2.6. Kinase Profiling Assay

The kinase inhibition profile of the compounds was determined by testing 96 protein kinases’ activity using a radiometric protein kinase assay (33 PanQinase^® Activity Assay, Proqinase, Germany). In brief, 10 µL of non-radioactive ATP solution (in H₂O), 25 µL of assay buffer/[γ-33 P]-ATP mixture, 5 µL of 0.1 μM the tested compound in 10% DMSO and 10 µL of enzyme/substrate were mixed in 96-well FlashPlatesTM (Perkin Elmer, Boston, MA, USA).

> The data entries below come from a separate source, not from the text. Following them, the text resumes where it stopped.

use anyhow::Context;
use byteordered::Endianness;
use clap::Parser;

use crate::utils::cli::num_with_commas;
use crate::{BBIFile, BBIRead, GenericBBIRead};

#[derive(Clone, Debug, PartialEq, Parser)]
#[command(about = "Gets information about a bigWig or bigBed.", long_about = None)]
pub struct BBIInfoArgs {
    /// The bigWig or bigBed to get info for.
    pub file: String,

    /// If set, will print out the list of chromosomes in the file and their sizes.
    #[arg(long)]
    #[arg(default_value_t = false)]
    pub chroms: bool,

    /// If set, will print out the list of all zoom levels.
    #[arg(long)]
    #[arg(default_value_t = false)]
    pub zooms: bool,

    /// If set, will print out the minimum and maximum on a single line.
    #[arg(long)]
    #[arg(default_value_t = false)]
    pub minmax: bool,
}

pub fn bbiinfo(args: BBIInfoArgs) -> anyhow::Result<()> {
    let mut bbi = GenericBBIRead::open_file(&args.file)
        .with_context(|| format!("Unable to open {}", args.file))?;
    let totals = bbi.header()?;
    if args.minmax {
        println!("{:.6} {:.6}", totals.min_val, totals.max_val);
        return Ok(());
    }

    let info = bbi.info();
    let header = info.header;
    println!(
        "type: {}",
        match info.filetype {
            BBIFile::BigWig => "bigWig",
            BBIFile::BigBed => "bigBed",
        }
    );
    println!("version: {}", header.version);
    println!(
        "isCompressed: {}",
        if header.is_compressed() { "yes" } else { "no" }
    );
    println!(
        "isSwapped: {}",
        if matches!(header.endianness, Endianness::Big) {
            "1"
        } else {
            "0"
        }
    );
    if info.filetype == BBIFile::BigBed {
        println!("fieldCount: {}", header.field_count);
        println!("definedFieldCount: {}", header.defined_field_count);
    }
    println!("zoomLevels: {}", info.zoom_headers.len());
    if args.zooms {
        for zoom in info.zoom_headers.iter() {
            println!(
                "\t{}\t{}",
                zoom.reduction_level,
                zoom.index_offset - zoom.data_offset
            );
        }
    }
    println!("chromCount: {}", info.chrom_info.len());
    if args.chroms {
        for chrom in info.chrom_info.iter() {
            println!("\t{} {} {}", chrom.name, chrom.id, chrom.length);
        }
    }

    let bases = totals.bases_covered as f64;
    println!("basesCovered: {}", num_with_commas(totals.bases_covered));
    println!("mean: {:.6}", totals.sum_data / bases);
    println!("min: {:.6}", totals.min_val);
    println!("max: {:.6}", totals.max_val);
    let var = (totals.sum_squares - (totals.sum_data * totals.sum_data) / bases) / (bases - 1.0);
    println!("std: {:.6}", var.max(0.0).sqrt());

    Ok(())
}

The reaction was conducted at 30 °C for 60 min. To stop the reaction, 50 µL of 2% (v/v) H₃PO₄ was added into the protein kinase reaction cocktails. After which, with 200 µL 0.9% (w/v) NaCl twice, the incorporation of ³³ Pi (counting of “cpm”) was determined with a microplate scintillation counter (Wallac Microbeta, Boston, MA, USA). All protein kinase assays were performed using a BeckmanCoulter Biomek 2000/SL robotic system (Brea, CA, USA). The residual activity (in %) for each compound was normalized to 100% enzyme activity (untreated control) and background (negative control).